On the other hand, the data distribution suggests how the data is distributed among participants. For example, each participent may owns data that is identically and independently sampled from a global dataset, which is called the i.i.d. case. In our framework, Paritioner is responsible for creating such data distributions.

In our framework, we use the configuration of benchmark and partitioner to generate federated tasks. We now take a example to show how to write configurations to generate different data distributions on the same given benchmark.

1.3.1 Example: MNIST classification under different data distributions

Firstly, each config is of the type dict in python.
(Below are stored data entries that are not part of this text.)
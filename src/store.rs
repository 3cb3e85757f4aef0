//! Persistence of the run outputs with zero-result protection.
//!
//! A source that produces nothing (upstream outage, changed file layout)
//! must never wipe out the previously published collection. In that case the
//! old file is left in place and its record count is carried into the new
//! metadata.

use anyhow::{Context, Result};
use std::fs::{self, File};
use std::io::{BufReader, BufWriter, Write};
use std::path::{Path, PathBuf};
use tracing::{error, info, warn};

use crate::dataset::{Dataset, RunMetadata};
use crate::faa::{FacilityMap, Obstacle};

pub const AIRPORTS_FILE: &str = "airports.json";
pub const OBSTACLES_FILE: &str = "obstacles.json";
pub const METADATA_FILE: &str = "metadata.json";

/// Durable home for the three run outputs.
pub trait DatasetStore {
    fn write_facilities(&self, facilities: &FacilityMap) -> Result<()>;
    fn write_obstacles(&self, obstacles: &[Obstacle]) -> Result<()>;
    fn write_metadata(&self, metadata: &RunMetadata) -> Result<()>;
    /// Number of facilities currently persisted, if readable.
    fn persisted_facility_count(&self) -> Option<usize>;
    /// Number of obstacles currently persisted, if readable.
    fn persisted_obstacle_count(&self) -> Option<usize>;
}

/// JSON files in a single directory.
#[derive(Debug, Clone)]
pub struct JsonFileStore {
    dir: PathBuf,
}

impl JsonFileStore {
    pub fn new(dir: impl Into<PathBuf>) -> Result<Self> {
        let dir = dir.into();
        fs::create_dir_all(&dir).with_context(|| format!("Creating output directory {:?}", dir))?;
        Ok(JsonFileStore { dir })
    }

    pub fn dir(&self) -> &Path {
        &self.dir
    }

    /// Write through a temp file and rename into place, so a failed write
    /// leaves the previous file untouched.
    fn write_atomically<F>(&self, file_name: &str, write: F) -> Result<()>
    where
        F: FnOnce(&mut BufWriter<File>) -> Result<()>,
    {
        let final_path = self.dir.join(file_name);
        let temp_path = self.dir.join(format!("{}.tmp", file_name));

        let result = (|| {
            let file = File::create(&temp_path)
                .with_context(|| format!("Creating {:?}", temp_path))?;
            let mut writer = BufWriter::new(file);
            write(&mut writer)?;
            writer
                .flush()
                .with_context(|| format!("Flushing {:?}", temp_path))?;
            fs::rename(&temp_path, &final_path)
                .with_context(|| format!("Moving {:?} into place", final_path))
        })();

        if result.is_err() && temp_path.exists() {
            let _ = fs::remove_file(&temp_path);
        }
        result
    }

    fn entry_count(&self, file_name: &str) -> Option<usize> {
        let file = File::open(self.dir.join(file_name)).ok()?;
        match serde_json::from_reader(BufReader::new(file)).ok()? {
            serde_json::Value::Array(items) => Some(items.len()),
            serde_json::Value::Object(entries) => Some(entries.len()),
            _ => None,
        }
    }
}

impl DatasetStore for JsonFileStore {
    fn write_facilities(&self, facilities: &FacilityMap) -> Result<()> {
        self.write_atomically(AIRPORTS_FILE, |w| {
            serde_json::to_writer(w, facilities).context("Serializing airports")
        })
    }

    fn write_obstacles(&self, obstacles: &[Obstacle]) -> Result<()> {
        self.write_atomically(OBSTACLES_FILE, |w| {
            serde_json::to_writer(w, obstacles).context("Serializing obstacles")
        })
    }

    fn write_metadata(&self, metadata: &RunMetadata) -> Result<()> {
        self.write_atomically(METADATA_FILE, |w| {
            serde_json::to_writer_pretty(w, metadata).context("Serializing metadata")
        })
    }

    fn persisted_facility_count(&self) -> Option<usize> {
        self.entry_count(AIRPORTS_FILE)
    }

    fn persisted_obstacle_count(&self) -> Option<usize> {
        self.entry_count(OBSTACLES_FILE)
    }
}

/// Write one collection unless it is empty. Returns the count that the
/// metadata should report for it.
fn write_or_keep<F, C>(label: &str, produced: usize, write: F, persisted: C) -> usize
where
    F: FnOnce() -> Result<()>,
    C: FnOnce() -> Option<usize>,
{
    if produced == 0 {
        warn!("No {} parsed. Skipping overwrite to protect existing data.", label);
        return persisted().unwrap_or(0);
    }

    match write() {
        Ok(()) => {
            info!("Saved {} {}", produced, label);
            produced
        }
        Err(e) => {
            error!("Failed to save {}: {:#}", label, e);
            persisted().unwrap_or(0)
        }
    }
}

/// Persist a dataset, protecting previously stored collections from empty
/// results, and always write the metadata. Returns the metadata written.
pub fn persist<S: DatasetStore + ?Sized>(dataset: &Dataset, store: &S) -> Result<RunMetadata> {
    let mut metadata = dataset.metadata.clone();

    metadata.obs_count = write_or_keep(
        "obstacles",
        dataset.obstacles.len(),
        || store.write_obstacles(&dataset.obstacles),
        || store.persisted_obstacle_count(),
    );

    metadata.apt_count = write_or_keep(
        "airports",
        dataset.facilities.len(),
        || store.write_facilities(&dataset.facilities),
        || store.persisted_facility_count(),
    );

    store
        .write_metadata(&metadata)
        .context("Writing run metadata")?;
    Ok(metadata)
}

#[cfg(test)]
mod tests {
    use super::*;
    use crate::faa::Facility;
    use std::cell::RefCell;

    /// Records writes instead of touching the filesystem.
    #[derive(Default)]
    struct RecordingStore {
        previous_facilities: Option<usize>,
        previous_obstacles: Option<usize>,
        fail_obstacles: bool,
        writes: RefCell<Vec<&'static str>>,
    }

    impl DatasetStore for RecordingStore {
        fn write_facilities(&self, _: &FacilityMap) -> Result<()> {
            self.writes.borrow_mut().push("facilities");
            Ok(())
        }

        fn write_obstacles(&self, _: &[Obstacle]) -> Result<()> {
            if self.fail_obstacles {
                anyhow::bail!("disk full");
            }
            self.writes.borrow_mut().push("obstacles");
            Ok(())
        }

        fn write_metadata(&self, _: &RunMetadata) -> Result<()> {
            self.writes.borrow_mut().push("metadata");
            Ok(())
        }

        fn persisted_facility_count(&self) -> Option<usize> {
            self.previous_facilities
        }

        fn persisted_obstacle_count(&self) -> Option<usize> {
            self.previous_obstacles
        }
    }

    fn obstacle() -> Obstacle {
        Obstacle {
            id: "37-001234".to_string(),
            state: "NC".to_string(),
            city: "ROCKY MOUNT".to_string(),
            lat: 35.95,
            lon: -77.8,
            agl: 450,
            msl: 580,
        }
    }

    fn dataset(facilities: usize, obstacles: usize) -> Dataset {
        let mut map = FacilityMap::new();
        for i in 0..facilities {
            map.insert(format!("A{}", i), Facility::new("TEST", 35.0, -77.0, "ZDC"));
        }
        Dataset {
            metadata: RunMetadata {
                dof_date: "02/22/26".to_string(),
                apt_count: facilities,
                obs_count: obstacles,
                apt_date: "01/22/26".to_string(),
            },
            facilities: map,
            obstacles: vec![obstacle(); obstacles],
        }
    }

    #[test]
    fn test_full_run_writes_everything() {
        let store = RecordingStore::default();
        let metadata = persist(&dataset(2, 3), &store).unwrap();
        assert_eq!(metadata.apt_count, 2);
        assert_eq!(metadata.obs_count, 3);
        assert_eq!(*store.writes.borrow(), vec!["obstacles", "facilities", "metadata"]);
    }

    #[test]
    fn test_empty_obstacles_keep_previous_count() {
        let store = RecordingStore {
            previous_obstacles: Some(41),
            ..Default::default()
        };
        let metadata = persist(&dataset(2, 0), &store).unwrap();
        assert_eq!(metadata.obs_count, 41);
        assert_eq!(metadata.apt_count, 2);
        assert_eq!(*store.writes.borrow(), vec!["facilities", "metadata"]);
    }

    #[test]
    fn test_empty_facilities_keep_previous_count() {
        let store = RecordingStore {
            previous_facilities: Some(7),
            ..Default::default()
        };
        let metadata = persist(&dataset(0, 1), &store).unwrap();
        assert_eq!(metadata.apt_count, 7);
        assert_eq!(*store.writes.borrow(), vec!["obstacles", "metadata"]);
    }

    #[test]
    fn test_nothing_stored_before_reports_zero() {
        let store = RecordingStore::default();
        let metadata = persist(&dataset(0, 0), &store).unwrap();
        assert_eq!(metadata.apt_count, 0);
        assert_eq!(metadata.obs_count, 0);
        assert_eq!(*store.writes.borrow(), vec!["metadata"]);
    }

    #[test]
    fn test_failed_write_still_emits_metadata() {
        let store = RecordingStore {
            previous_obstacles: Some(9),
            fail_obstacles: true,
            ..Default::default()
        };
        let metadata = persist(&dataset(1, 4), &store).unwrap();
        assert_eq!(metadata.obs_count, 9);
        assert_eq!(*store.writes.borrow(), vec!["facilities", "metadata"]);
    }
}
The key 'benchmark' and 'partitioner' repsectively specify the information about the aforementioned benchmark and Partitioner.

import flgo
flgo.set_data_root('cwd') # change the directory storing raw data to the current working directory
import flgo.benchmark.mnist_classification as mnist
import flgo.algorithm.fedavg as fedavg
import flgo.benchmark.partition
import os
# DiversityPartitioner will allocate the data to clients w.r.t. data diversity (e.g. here is label diversity)
# DirichletPartitioner will allocate the data to clients w.r.t. dirichlet distribution on specific attr. (e.g. here is also label)
config_iid = {'benchmark':mnist,'partitioner':{'name': flgo.benchmark.partition.IIDPartitioner,'para':{'num_clients':100}}}
config_div01 = {'benchmark':mnist,'partitioner':{'name': flgo.benchmark.partition.DiversityPartitioner,'para':{'num_clients':100, 'diversity':0.1}}}
config_div05 = {'benchmark':mnist,'partitioner':{'name': flgo.benchmark.partition.DiversityPartitioner,'para':{'num_clients':100, 'diversity':0.5}}}
config_div09 = {'benchmark':mnist,'partitioner':{'name': flgo.benchmark.partition.DiversityPartitioner,'para':{'num_clients':100, 'diversity':0.9}}}
config_dir01 = {'benchmark':mnist,'partitioner':{'name': flgo.benchmark.partition.DirichletPartitioner,'para':{'num_clients':100, 'alpha':0.1}}}
config_dir10 = {'benchmark':mnist,'partitioner':{'name': flgo.benchmark.partition.DirichletPartitioner,'para':{'num_clients':100, 'alpha':1.0}}}
config_dir50 = {'benchmark':mnist,'partitioner':{'name': flgo.benchmark.partition.DirichletPartitioner,'para':{'num_clients':100, 'alpha':5.0}}}
task_dict = {
    './mnist_iid': config_iid,
    './mnist_div01': config_div01,
    './mnist_div05': config_div05,
    './mnist_div09': config_div09,
    './mnist_dir01': config_dir01,
    './mnist_dir10': config_dir10,
    './mnist_dir50': config_dir50,
}

for task in task_dict:
    if not os.path.exists(task):
        flgo.gen_task(task_dict[task], task)
Data root directory has successfully been changed to /home/wz/xw_d2l/Jupyter

Secondly, use FedAvg to optimize these tasks with the same hyper-parameters. Note that each benchmark will be attached with a default model (e.g. a predefined CNN for mnist_classification), and initialization without specifying model will automatically load the default model.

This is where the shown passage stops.